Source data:
= = = =

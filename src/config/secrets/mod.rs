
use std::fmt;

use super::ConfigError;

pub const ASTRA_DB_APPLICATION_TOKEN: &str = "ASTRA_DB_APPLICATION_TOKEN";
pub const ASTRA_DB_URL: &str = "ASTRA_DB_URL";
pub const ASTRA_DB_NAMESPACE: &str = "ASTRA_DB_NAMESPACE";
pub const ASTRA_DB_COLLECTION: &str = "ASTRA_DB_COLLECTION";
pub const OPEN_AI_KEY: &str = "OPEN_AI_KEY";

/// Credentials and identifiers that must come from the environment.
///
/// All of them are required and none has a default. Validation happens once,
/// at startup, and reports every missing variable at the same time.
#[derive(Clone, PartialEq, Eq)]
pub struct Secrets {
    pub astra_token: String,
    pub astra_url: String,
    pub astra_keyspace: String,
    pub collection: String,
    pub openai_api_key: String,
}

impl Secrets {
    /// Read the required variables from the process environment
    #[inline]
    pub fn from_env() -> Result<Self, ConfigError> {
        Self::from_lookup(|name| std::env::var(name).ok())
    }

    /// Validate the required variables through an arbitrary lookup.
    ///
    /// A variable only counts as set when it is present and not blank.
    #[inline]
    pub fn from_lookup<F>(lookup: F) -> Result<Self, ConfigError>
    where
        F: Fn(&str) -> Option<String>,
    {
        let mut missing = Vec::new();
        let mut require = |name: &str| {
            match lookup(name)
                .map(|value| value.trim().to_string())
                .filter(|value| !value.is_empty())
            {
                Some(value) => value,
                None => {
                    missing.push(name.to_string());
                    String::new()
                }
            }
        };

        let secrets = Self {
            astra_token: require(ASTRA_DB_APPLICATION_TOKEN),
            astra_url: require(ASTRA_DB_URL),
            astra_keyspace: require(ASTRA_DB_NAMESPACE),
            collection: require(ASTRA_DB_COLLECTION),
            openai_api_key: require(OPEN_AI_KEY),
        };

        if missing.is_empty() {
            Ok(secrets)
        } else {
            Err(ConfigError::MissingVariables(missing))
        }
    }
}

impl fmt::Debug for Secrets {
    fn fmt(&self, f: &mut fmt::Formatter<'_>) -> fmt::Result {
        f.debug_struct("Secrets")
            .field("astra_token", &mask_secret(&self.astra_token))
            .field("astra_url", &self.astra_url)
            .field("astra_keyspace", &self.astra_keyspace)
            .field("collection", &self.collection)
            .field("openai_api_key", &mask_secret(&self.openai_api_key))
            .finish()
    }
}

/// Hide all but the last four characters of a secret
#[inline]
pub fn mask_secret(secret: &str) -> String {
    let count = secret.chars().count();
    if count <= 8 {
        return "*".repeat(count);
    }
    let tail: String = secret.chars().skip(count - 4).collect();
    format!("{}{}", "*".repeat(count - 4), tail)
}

= = = =

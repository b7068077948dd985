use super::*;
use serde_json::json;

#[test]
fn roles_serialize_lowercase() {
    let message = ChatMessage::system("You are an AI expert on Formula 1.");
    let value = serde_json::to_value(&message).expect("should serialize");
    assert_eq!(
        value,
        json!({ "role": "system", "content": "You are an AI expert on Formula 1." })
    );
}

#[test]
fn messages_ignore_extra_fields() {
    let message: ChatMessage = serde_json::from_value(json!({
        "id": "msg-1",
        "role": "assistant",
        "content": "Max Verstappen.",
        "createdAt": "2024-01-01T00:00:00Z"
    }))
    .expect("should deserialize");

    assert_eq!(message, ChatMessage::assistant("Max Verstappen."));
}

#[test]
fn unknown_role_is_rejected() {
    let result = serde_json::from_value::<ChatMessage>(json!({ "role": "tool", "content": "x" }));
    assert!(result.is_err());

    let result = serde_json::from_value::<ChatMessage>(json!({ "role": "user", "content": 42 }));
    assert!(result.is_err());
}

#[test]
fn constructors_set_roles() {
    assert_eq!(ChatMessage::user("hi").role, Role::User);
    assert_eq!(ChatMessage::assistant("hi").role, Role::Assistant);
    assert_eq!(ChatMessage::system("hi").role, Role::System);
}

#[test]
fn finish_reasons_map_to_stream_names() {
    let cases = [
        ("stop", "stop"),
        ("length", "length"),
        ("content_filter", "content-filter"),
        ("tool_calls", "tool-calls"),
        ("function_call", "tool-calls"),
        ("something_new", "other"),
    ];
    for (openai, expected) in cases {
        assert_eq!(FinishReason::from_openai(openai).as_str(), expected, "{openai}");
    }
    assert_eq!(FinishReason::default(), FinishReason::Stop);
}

= = = =

Wherever a line in the records contains the word "assistant", copy that line.

ANSWER TO THIS EXERCISE:
        "role": "assistant",
    assert_eq!(message, ChatMessage::assistant("Max Verstappen."));
    assert_eq!(ChatMessage::assistant("hi").role, Role::Assistant);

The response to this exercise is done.